Адель снова намокла и возбудилась от движений его пальцев. Кожаные ремни натирали под грудьми и меж них, на шее, на спине, особенно неприятно было ножкам от кусающихся и жалящиж ремешков. Это создавало безумный контраст между болью и наслаждением. Прикусывая тканевую «узду», девушка охала, рвалась из цепкого плена, молясь про себя, чтобы Салазар продолжал. И вдруг он отодвинул тонкую измятую ткань — Адель вскрикнула, потому что почувствовала его поцелуй. Влажный язык прошелся меж раскрывшихся складок. И снова Салазар вернул трусики на место.
Адель протестующе забилась и захныкала.
— Хочешь, чтобы я еще потрогал тебя, моя крошка?
Согласное, молящее мычание было ответом. Вместо этого Салазар поднял плетку.
— Этим будет больнее, бестия, — сообщил он обычным льдистым тоном, идущим вразрез с плавными модуляциями предыдущей фразы, и махнул раз для пробы тонкой, двойной плетью. Услышав этот угрожающий посвист, Адель снова уткнулась лицом в покрывало.
— За кинутую в меня и разбитую бутылку вина.
Плеть ударила Адель, и та опять вскрикнула.
Да, больнее. Определенно, больнее.
Но Салазар для того, чтобы Адель могла всегда сравнивать степень боли и бояться плети, бил по очереди то плеткой, то ремнем.

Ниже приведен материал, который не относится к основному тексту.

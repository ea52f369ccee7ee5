//! In-process L2 store
//!
//! Behaves like a shared key-value server (expiring keys, glob `keys`, `info`)
//! without the network hop. Handy as a development backend and in tests,
//! where [`MemoryStore::set_failing`] simulates an outage.

use std::collections::HashMap;
use std::sync::atomic::{AtomicBool, AtomicU64, Ordering};
use std::time::{Duration, Instant};

use ahash::RandomState;
use async_trait::async_trait;
use parking_lot::Mutex;

use super::{glob_match, ttl_secs, L2Store};
use crate::error::{StoreError, StoreResult};

struct StoredValue {
    data: Vec<u8>,
    expires_at: Instant,
}

/// Shared in-memory key-value store with per-key expiry
#[derive(Default)]
pub struct MemoryStore {
    entries: Mutex<HashMap<String, StoredValue, RandomState>>,
    failing: AtomicBool,
    reads: AtomicU64,
    writes: AtomicU64,
}

impl MemoryStore {
    /// Create an empty store
    pub fn new() -> Self {
        Self::default()
    }

    /// Make every operation fail with [`StoreError::Unavailable`]
    pub fn set_failing(&self, failing: bool) {
        self.failing.store(failing, Ordering::Relaxed);
    }

    /// Number of `get` calls served
    pub fn reads(&self) -> u64 {
        self.reads.load(Ordering::Relaxed)
    }

    /// Number of `set_with_ttl` calls served
    pub fn writes(&self) -> u64 {
        self.writes.load(Ordering::Relaxed)
    }

    /// Number of unexpired keys
    pub fn len(&self) -> usize {
        let now = Instant::now();
        self.entries
            .lock()
            .values()
            .filter(|stored| stored.expires_at > now)
            .count()
    }

    /// Check if no unexpired keys are stored
    pub fn is_empty(&self) -> bool {
        self.len() == 0
    }

    fn check_available(&self) -> StoreResult<()> {
        if self.failing.load(Ordering::Relaxed) {
            Err(StoreError::Unavailable("memory store is failing".to_string()))
        } else {
            Ok(())
        }
    }
}

#[async_trait]
impl L2Store for MemoryStore {
    async fn get(&self, key: &str) -> StoreResult<Option<Vec<u8>>> {
        self.check_available()?;
        self.reads.fetch_add(1, Ordering::Relaxed);

        let now = Instant::now();
        let mut entries = self.entries.lock();
        match entries.get(key) {
            Some(stored) if stored.expires_at > now => Ok(Some(stored.data.clone())),
            Some(_) => {
                entries.remove(key);
                Ok(None)
            }
            None => Ok(None),
        }
    }

    async fn set_with_ttl(&self, key: &str, ttl: Duration, value: Vec<u8>) -> StoreResult<()> {
        self.check_available()?;
        self.writes.fetch_add(1, Ordering::Relaxed);

        let expires_at = Instant::now() + Duration::from_secs(ttl_secs(ttl));
        self.entries.lock().insert(
            key.to_string(),
            StoredValue {
                data: value,
                expires_at,
            },
        );
        Ok(())
    }

    async fn delete(&self, key: &str) -> StoreResult<()> {
        self.check_available()?;
        self.entries.lock().remove(key);
        Ok(())
    }

    async fn flush_all(&self) -> StoreResult<()> {
        self.check_available()?;
        self.entries.lock().clear();
        Ok(())
    }

    async fn keys(&self, pattern: &str) -> StoreResult<Vec<String>> {
        self.check_available()?;

        let now = Instant::now();
        let mut keys: Vec<String> = self
            .entries
            .lock()
            .iter()
            .filter(|(key, stored)| stored.expires_at > now && glob_match(pattern, key))
            .map(|(key, _)| key.clone())
            .collect();
        keys.sort();
        Ok(keys)
    }

    async fn info(&self) -> StoreResult<HashMap<String, String>> {
        self.check_available()?;

        let now = Instant::now();
        let entries = self.entries.lock();
        let live = entries.values().filter(|stored| stored.expires_at > now);
        let (count, bytes) = live.fold((0usize, 0usize), |(count, bytes), stored| {
            (count + 1, bytes + stored.data.len())
        });

        let mut info = HashMap::new();
        info.insert("backend".to_string(), "memory".to_string());
        info.insert("keys".to_string(), count.to_string());
        info.insert("used_memory".to_string(), bytes.to_string());
        Ok(info)
    }
}

#[cfg(test)]
mod tests {
    use super::*;

    #[tokio::test]
    async fn test_memory_store_basic() {
        let store = MemoryStore::new();

        store.set_with_ttl("book_1", Duration::from_secs(60), b"one".to_vec()).await.unwrap();
        store.set_with_ttl("book_2", Duration::from_secs(60), b"two".to_vec()).await.unwrap();
        store.set_with_ttl("user_1", Duration::from_secs(60), b"u".to_vec()).await.unwrap();

        assert_eq!(store.get("book_1").await.unwrap(), Some(b"one".to_vec()));
        assert_eq!(store.get("missing").await.unwrap(), None);
        assert_eq!(store.keys("book_*").await.unwrap(), vec!["book_1", "book_2"]);
        assert_eq!(store.len(), 3);
        assert_eq!(store.reads(), 2);
        assert_eq!(store.writes(), 3);

        let info = store.info().await.unwrap();
        assert_eq!(info.get("keys").map(String::as_str), Some("3"));
        assert_eq!(info.get("used_memory").map(String::as_str), Some("7"));

        store.delete("book_1").await.unwrap();
        assert_eq!(store.get("book_1").await.unwrap(), None);

        store.flush_all().await.unwrap();
        assert!(store.is_empty());
    }

    #[tokio::test]
    async fn test_memory_store_failing() {
        let store = MemoryStore::new();
        store.set_failing(true);

        assert!(matches!(store.get("k").await, Err(StoreError::Unavailable(_))));
        assert!(store
            .set_with_ttl("k", Duration::from_secs(1), vec![1])
            .await
            .is_err());
        assert!(store.info().await.is_err());

        store.set_failing(false);
        assert!(store.get("k").await.unwrap().is_none());
    }
}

Затем останавливался, чтобы самому передохнуть, и осторожно ласкал ладонью сквозь трусики ее возбужденное лоно. Иногда касался его губами, чтобы наверняка сломить девушку. Однако Адель держалась, чем вводила Салазара в поистине неудержимый раж. Наконец он, порядочно утомившись, склонился над ней, убрал с лица взмокшие волосы, погладив по голове, дал ей передышку.
— Упрямица, — прошелестел Слизерин на ухо своей пленнице. — Я ведь вижу тебя насквозь… ты заставляешь меня идти на крайности.
Рассерженный взгляд взбешенной фурии был ему ответом. Она отвернула голову.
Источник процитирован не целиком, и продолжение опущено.